*Task to complete*: Find every line in the entries that holds the string "crate" and report it.

Stored items from a collection:
● ● ● ●

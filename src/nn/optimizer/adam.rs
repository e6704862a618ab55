/*
 * @Date         : 2026-02-03
 * @Description  : Adam / AdamW 优化器实现
 */

use super::{Optimizer, SlotState};
use crate::errors::SynthError;
use crate::nn::Network;

/// Adam优化器
///
/// `decoupled_weight_decay`为真时即 AdamW：权重衰减直接作用于参数，
/// 而不是加到梯度上。
#[derive(Debug, Clone)]
pub struct Adam {
    learning_rate: f32,
    beta1: f32,
    beta2: f32,
    epsilon: f32,
    weight_decay: f32,
    decoupled_weight_decay: bool,
    /// 一阶矩估计
    m: SlotState,
    /// 二阶矩估计
    v: SlotState,
    /// 时间步
    t: usize,
}

impl Adam {
    pub fn new(learning_rate: f32, beta1: f32, beta2: f32, epsilon: f32) -> Self {
        Self {
            learning_rate,
            beta1,
            beta2,
            epsilon,
            weight_decay: 0.0,
            decoupled_weight_decay: false,
            m: SlotState::default(),
            v: SlotState::default(),
            t: 0,
        }
    }

    /// 使用默认参数（β1=0.9, β2=0.999, ε=1e-8）创建Adam优化器
    pub fn new_default(learning_rate: f32) -> Self {
        Self::new(learning_rate, 0.9, 0.999, 1e-8)
    }

    /// AdamW：解耦的权重衰减
    pub fn adamw(learning_rate: f32, beta1: f32, beta2: f32, epsilon: f32, weight_decay: f32) -> Self {
        Self {
            weight_decay,
            decoupled_weight_decay: true,
            ..Self::new(learning_rate, beta1, beta2, epsilon)
        }
    }

    /// 经典 L2 形式的权重衰减（加到梯度上）
    pub fn with_weight_decay(mut self, weight_decay: f32) -> Self {
        self.weight_decay = weight_decay;
        self
    }
}

impl Optimizer for Adam {
    fn name(&self) -> &str {
        if self.decoupled_weight_decay { "adamw" } else { "adam" }
    }

    fn step(&mut self, network: &mut dyn Network) -> Result<(), SynthError> {
        self.m.ensure(network)?;
        self.v.ensure(network)?;
        self.t += 1;

        let bias_correction1 = 1.0 - self.beta1.powi(self.t as i32);
        let bias_correction2 = 1.0 - self.beta2.powi(self.t as i32);

        for (i, param) in network.parameters_mut().into_iter().enumerate() {
            let (value, grad) = param.value_and_grad_mut();
            let mut gradient = grad.clone();
            if self.weight_decay != 0.0 {
                if self.decoupled_weight_decay {
                    *value *= 1.0 - self.learning_rate * self.weight_decay;
                } else {
                    gradient.scaled_add(self.weight_decay, &*value);
                }
            }

            // m = β1·m + (1-β1)·g
            let m = self.m.get_mut(i);
            *m *= self.beta1;
            m.scaled_add(1.0 - self.beta1, &gradient);
            let m_hat = &*m / bias_correction1;

            // v = β2·v + (1-β2)·g²
            let v = self.v.get_mut(i);
            *v *= self.beta2;
            v.scaled_add(1.0 - self.beta2, &gradient.mapv(|g| g * g));
            let v_hat = &*v / bias_correction2;

            let eps = self.epsilon;
            let update = m_hat / v_hat.mapv(|x| x.sqrt() + eps);
            value.scaled_add(-self.learning_rate, &update);
        }
        Ok(())
    }

    fn reset(&mut self) {
        self.m.clear();
        self.v.clear();
        self.t = 0;
    }

    fn learning_rate(&self) -> f32 {
        self.learning_rate
    }

    fn set_learning_rate(&mut self, lr: f32) {
        self.learning_rate = lr;
    }

    fn steps_taken(&self) -> usize {
        self.t
    }
}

● ● ● ●

*The answer*:
use crate::errors::SynthError;
use crate::nn::Network;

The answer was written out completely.